__REQUIREMENT__. Would you quote the material below from its first line through the line containing "has no route", exactly and with both ends included?

----- RECORDS FOR THIS TASK -----

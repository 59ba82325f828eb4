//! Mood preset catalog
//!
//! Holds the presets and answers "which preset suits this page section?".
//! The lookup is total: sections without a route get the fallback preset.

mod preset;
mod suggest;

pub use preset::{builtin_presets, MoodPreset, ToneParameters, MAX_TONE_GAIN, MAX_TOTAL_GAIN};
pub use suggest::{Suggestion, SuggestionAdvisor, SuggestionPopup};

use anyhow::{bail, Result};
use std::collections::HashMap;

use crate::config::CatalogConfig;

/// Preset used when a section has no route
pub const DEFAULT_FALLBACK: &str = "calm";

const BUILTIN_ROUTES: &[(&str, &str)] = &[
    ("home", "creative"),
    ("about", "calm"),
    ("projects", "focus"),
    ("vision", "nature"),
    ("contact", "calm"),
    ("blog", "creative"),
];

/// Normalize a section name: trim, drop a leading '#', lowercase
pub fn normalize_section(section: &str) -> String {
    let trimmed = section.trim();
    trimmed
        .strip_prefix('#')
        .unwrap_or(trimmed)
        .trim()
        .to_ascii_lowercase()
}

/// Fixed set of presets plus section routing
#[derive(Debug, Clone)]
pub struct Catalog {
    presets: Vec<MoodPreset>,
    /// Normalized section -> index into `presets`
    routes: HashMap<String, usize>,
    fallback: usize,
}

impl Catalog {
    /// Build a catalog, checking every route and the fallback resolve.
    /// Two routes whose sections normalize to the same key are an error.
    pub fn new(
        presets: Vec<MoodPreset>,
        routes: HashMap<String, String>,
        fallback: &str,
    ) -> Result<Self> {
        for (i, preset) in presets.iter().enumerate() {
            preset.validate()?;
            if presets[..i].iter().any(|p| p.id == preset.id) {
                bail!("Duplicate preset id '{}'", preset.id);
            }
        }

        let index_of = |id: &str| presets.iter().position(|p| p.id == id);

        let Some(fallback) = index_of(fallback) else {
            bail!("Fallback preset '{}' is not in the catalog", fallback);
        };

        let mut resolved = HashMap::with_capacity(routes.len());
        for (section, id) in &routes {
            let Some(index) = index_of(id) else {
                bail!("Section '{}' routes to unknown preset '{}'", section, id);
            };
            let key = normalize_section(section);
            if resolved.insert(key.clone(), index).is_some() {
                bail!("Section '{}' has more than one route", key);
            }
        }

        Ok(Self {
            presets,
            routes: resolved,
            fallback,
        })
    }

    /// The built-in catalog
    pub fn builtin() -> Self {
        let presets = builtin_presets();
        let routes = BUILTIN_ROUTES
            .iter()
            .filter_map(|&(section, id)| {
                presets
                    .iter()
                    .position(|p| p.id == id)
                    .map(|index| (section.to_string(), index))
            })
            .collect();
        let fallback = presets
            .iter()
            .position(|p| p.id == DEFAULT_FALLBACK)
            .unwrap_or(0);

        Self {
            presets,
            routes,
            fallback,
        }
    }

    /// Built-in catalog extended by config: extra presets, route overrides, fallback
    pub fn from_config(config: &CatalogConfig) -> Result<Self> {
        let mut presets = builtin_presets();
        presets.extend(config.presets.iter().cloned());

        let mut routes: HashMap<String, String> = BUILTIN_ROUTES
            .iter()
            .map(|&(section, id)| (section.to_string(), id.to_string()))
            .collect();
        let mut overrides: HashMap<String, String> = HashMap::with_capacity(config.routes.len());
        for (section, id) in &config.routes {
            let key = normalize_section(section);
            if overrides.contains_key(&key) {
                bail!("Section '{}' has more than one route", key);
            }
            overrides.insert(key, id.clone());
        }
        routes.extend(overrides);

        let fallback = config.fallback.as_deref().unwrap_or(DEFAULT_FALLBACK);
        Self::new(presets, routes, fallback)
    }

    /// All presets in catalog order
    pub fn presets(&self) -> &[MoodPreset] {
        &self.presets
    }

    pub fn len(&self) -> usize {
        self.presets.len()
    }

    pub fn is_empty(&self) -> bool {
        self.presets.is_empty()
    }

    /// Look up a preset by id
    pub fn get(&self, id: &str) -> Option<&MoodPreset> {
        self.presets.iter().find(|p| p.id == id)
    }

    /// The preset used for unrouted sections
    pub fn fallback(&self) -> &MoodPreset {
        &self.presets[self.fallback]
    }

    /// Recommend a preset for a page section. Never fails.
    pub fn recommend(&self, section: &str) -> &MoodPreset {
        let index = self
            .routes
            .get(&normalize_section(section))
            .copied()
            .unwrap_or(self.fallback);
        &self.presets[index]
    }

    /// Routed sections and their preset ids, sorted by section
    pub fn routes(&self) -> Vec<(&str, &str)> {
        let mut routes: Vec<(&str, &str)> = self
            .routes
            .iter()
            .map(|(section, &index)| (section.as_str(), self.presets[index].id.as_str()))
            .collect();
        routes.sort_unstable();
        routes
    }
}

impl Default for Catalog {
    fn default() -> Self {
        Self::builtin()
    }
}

-----

__RESPONSE TO THIS TASK__.
repository 59ba82325f828eb4
//! Mood preset catalog
//!
//! Holds the presets and answers "which preset suits this page section?".
//! The lookup is total: sections without a route get the fallback preset.

mod preset;
mod suggest;

pub use preset::{builtin_presets, MoodPreset, ToneParameters, MAX_TONE_GAIN, MAX_TOTAL_GAIN};
pub use suggest::{Suggestion, SuggestionAdvisor, SuggestionPopup};

use anyhow::{bail, Result};
use std::collections::HashMap;

use crate::config::CatalogConfig;

/// Preset used when a section has no route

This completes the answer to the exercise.